The novelty of the project is described in the context of it
being the first to be located in a university outside the Bhabha
Atomic Research Centre (BARC) as even in advanced Western
countries very few universities boast of such a facility.
Further, it is to serve as one of the centres of the Board of
Radiation and Radioisotopes Technology (BRIT) in the eastern
region of the country to meet the radioisotopic needs of the user
institutions here.
Backed by the credentials of pioneering teaching and research in
nuclear sciences in the country by starting the Department of
Nuclear Physics in 1953 and in a bid to further consolidate and
expand the scope of research and development in nuclear and
allied sciences, the AU had proposed setting up a low power
research reactor on the campus to the Department of Atomic Energy
in 1993.
On being exposed to a thorough examination through several
discussions between the faculty and BARC scientists, the Board of
Research in Nuclear Sciencies (BRNS) of the DAE gave the go-ahead
and agreed to construct and commission the research reactor in
the Ninth Plan. The site selection committee appointed by the
Director of BARC found the piece of lush green land--part of
which lies occupied by the Collector's bungalow--as suitable for
the locating the reactor. The site was also evaluated and cleared
by the Atomic Energy Regulatory Board (AERB).
The project, on construction and commissioning by BARC, is to be
handed over to the university for operation and maintenance
besides taking up collaborative research programme. The DAE has
already sanctioned the estimated cost of the project of Rs.9.50
crores with the State Government agreeing to foot the annual bill
of Rs.75 lakhs for its operation and maintenance.

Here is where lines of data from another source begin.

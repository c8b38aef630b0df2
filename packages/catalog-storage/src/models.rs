use serde::Serialize;
use serde_json::Value;

/// One ranked search hit. Only `id` and its position feed the catalog query.
#[derive(Clone, Debug, Serialize, sqlx::FromRow)]
pub struct SearchCandidate {
	pub id: String,
	pub word_similarity: f64,
	pub match_type: String,
	pub word: String,
}

/// A page of rows decoded as JSON objects plus the window total carried on each row.
#[derive(Clone, Debug, Default, Serialize)]
pub struct Page {
	pub rows: Vec<Value>,
	pub total: i64,
}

Though the
reactor was evisaged to be accomplished during the period 1998-99
to 2001-02, the project schedule is given to uncertainty with the
land for it still proving elusive.
The reactor at Andhra University would be of a `pool type with
fixed core' with a maximum power of 100 KW applying low enriched
uranium as the fuel. The core consists of standard plate type of
U3Si2-A1 alloy with low enrichment of U-235. The core cooling is
achieved by natural convection. Demineralised water would be used
as coolant/moderator/reflector.
While the reactor is expected to contribute to meeting human
resources required in the expansion programmes in the field of
nucelar science envisaged in the country, its immediate impact
would be facilitating research and training for university
scientists and students in the use of reactor-produced neutrons
in basic sciences like physics, chemistry, metallurgy, pharmacy
and biology besides applications in areas like neutron activation
analysis and neutron radiography.
The significance of the site identified on the campus for the
project is underscored by the inter-disciplinary and research
that the proposed reactor is to foster with departments of all
related subjects located in close proximity and the practical
convenience it affords in isolating the short-lived radioisotopes
produced by the reactor in pure chemical form for application as
tracers in areas like biology, botany, medicine and agriculture.

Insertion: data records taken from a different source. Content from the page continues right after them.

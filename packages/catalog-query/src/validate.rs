use std::cmp::Ordering;

use crate::{
	Error, Result,
	filters::{CatalogFilters, is_set},
};

pub fn validate_catalog_filters(filters: &CatalogFilters) -> Result<()> {
	if let Some(creator) = filters.creator.as_ref() {
		require_non_blank("creator", creator.values())?;
	}

	require_non_blank("contractAddresses", &filters.contract_addresses)?;
	require_non_blank("ids", &filters.ids)?;
	require_non_blank("urns", &filters.urns)?;

	validate_price_range(filters.min_price.as_deref(), filters.max_price.as_deref())?;

	if is_set(filters.only_listing) && is_set(filters.only_minting) {
		return Err(Error::invalid(
			"onlyListing",
			"onlyListing and onlyMinting select disjoint item sets and cannot be combined.",
		));
	}

	Ok(())
}

pub(crate) fn validate_price_range(min: Option<&str>, max: Option<&str>) -> Result<()> {
	if let Some(min) = min {
		require_decimal("minPrice", min)?;
	}
	if let Some(max) = max {
		require_decimal("maxPrice", max)?;
	}
	if let (Some(min), Some(max)) = (min, max)
		&& compare_decimal(min, max) == Ordering::Greater
	{
		return Err(Error::invalid("minPrice", "minPrice must not exceed maxPrice."));
	}

	Ok(())
}

pub(crate) fn require_non_blank(field: &'static str, values: &[String]) -> Result<()> {
	if values.iter().any(|value| value.trim().is_empty()) {
		return Err(Error::invalid(field, format!("{field} must not contain blank entries.")));
	}

	Ok(())
}

fn require_decimal(field: &'static str, value: &str) -> Result<()> {
	if value.is_empty() || !value.bytes().all(|b| b.is_ascii_digit()) {
		return Err(Error::invalid(
			field,
			format!("{field} must be a non-negative integer amount in wei, got {value:?}."),
		));
	}

	Ok(())
}

/// Compares two unsigned decimal strings of arbitrary length.
fn compare_decimal(a: &str, b: &str) -> Ordering {
	let a = a.trim_start_matches('0');
	let b = b.trim_start_matches('0');

	a.len().cmp(&b.len()).then_with(|| a.cmp(b))
}

#[cfg(test)]
mod tests {
	use std::cmp::Ordering;

	use super::{compare_decimal, validate_catalog_filters};
	use crate::{
		Error,
		filters::{CatalogFilters, Creator},
	};

	#[test]
	fn compares_wei_amounts_beyond_u64() {
		assert_eq!(compare_decimal("100000000000000000000000", "99"), Ordering::Greater);
		assert_eq!(compare_decimal("0010", "10"), Ordering::Equal);
		assert_eq!(compare_decimal("9", "10"), Ordering::Less);
	}

	#[test]
	fn rejects_non_numeric_price() {
		let filters = CatalogFilters { min_price: Some("1e18".to_string()), ..Default::default() };
		let err = validate_catalog_filters(&filters).expect_err("Expected price validation error.");

		assert!(matches!(err, Error::InvalidFilter { field: "minPrice", .. }), "{err}");
	}

	#[test]
	fn rejects_inverted_price_range() {
		let filters = CatalogFilters {
			min_price: Some("200".to_string()),
			max_price: Some("100".to_string()),
			..Default::default()
		};

		assert!(validate_catalog_filters(&filters).is_err());
	}

	#[test]
	fn rejects_listing_and_minting_together() {
		let filters = CatalogFilters {
			only_listing: Some(true),
			only_minting: Some(true),
			..Default::default()
		};

		assert!(validate_catalog_filters(&filters).is_err());
	}

	#[test]
	fn rejects_blank_creator_entries() {
		let filters = CatalogFilters {
			creator: Some(Creator::Many(vec!["0xa".to_string(), " ".to_string()])),
			..Default::default()
		};

		assert!(validate_catalog_filters(&filters).is_err());
	}

	#[test]
	fn empty_filters_are_valid() {
		assert!(validate_catalog_filters(&CatalogFilters::default()).is_ok());
	}
}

"Also, the site has been evaluated for all technical parameters
and found exemplary, a process that took nearly a year and a
half. Though the site identified is adjacent to the Collector's
bungalow, residential quarters cannot exist next to the reactor.

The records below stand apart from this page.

use std::collections::HashSet;

use serde::Serialize;
use serde_json::Value;

use catalog_query::CatalogFilters;
use catalog_storage::{
	executor::{self, CATALOG_TOTAL_COLUMN},
	models::SearchCandidate,
};

use crate::{CatalogService, Result};

#[derive(Clone, Debug, Default, Serialize)]
pub struct CatalogResponse {
	pub data: Vec<Value>,
	pub total: i64,
}

impl CatalogService {
	/// Lists catalog items.
	///
	/// A search term without explicit ids is ranked first; the ranked ids then restrict and order
	/// the catalog query. No candidates means an empty page without a catalog round-trip.
	pub async fn catalog(&self, filters: CatalogFilters) -> Result<CatalogResponse> {
		let mut filters = filters;

		if filters.search_term().is_some() && filters.ids.is_empty() {
			let statement = self.compiler.compile_search(&filters)?;
			let candidates = executor::fetch_search_candidates(&self.db, &statement).await?;

			if candidates.is_empty() {
				tracing::info!(
					search = filters.search_term().unwrap_or_default(),
					"Search returned no candidates."
				);

				return Ok(CatalogResponse::default());
			}

			filters = apply_ranked_ids(filters, &candidates);
		}

		let statement = self.compiler.compile_catalog(&filters)?;
		let page = executor::fetch_page(&self.db, &statement, CATALOG_TOTAL_COLUMN).await?;

		Ok(CatalogResponse { data: page.rows, total: page.total })
	}
}

/// Replaces `filters.ids` with candidate ids in rank order, keeping each id's best position.
pub fn apply_ranked_ids(filters: CatalogFilters, candidates: &[SearchCandidate]) -> CatalogFilters {
	let mut seen = HashSet::with_capacity(candidates.len());
	let ids = candidates
		.iter()
		.filter(|candidate| seen.insert(candidate.id.as_str()))
		.map(|candidate| candidate.id.clone())
		.collect();

	CatalogFilters { ids, ..filters }
}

The bungalow would be suitable to us for laboratory purposes," a
university scientist said.
The setting up of the reactor is to be a joint enterprise of the
State Government, AU and the DAE, and an MoU to be signed between
the three partners is intertwined with the handing over of the
site. Though the University authorities are optimistic about the
project coming through, they find the responsibility of making
the next move to be squarely resting with the Collector.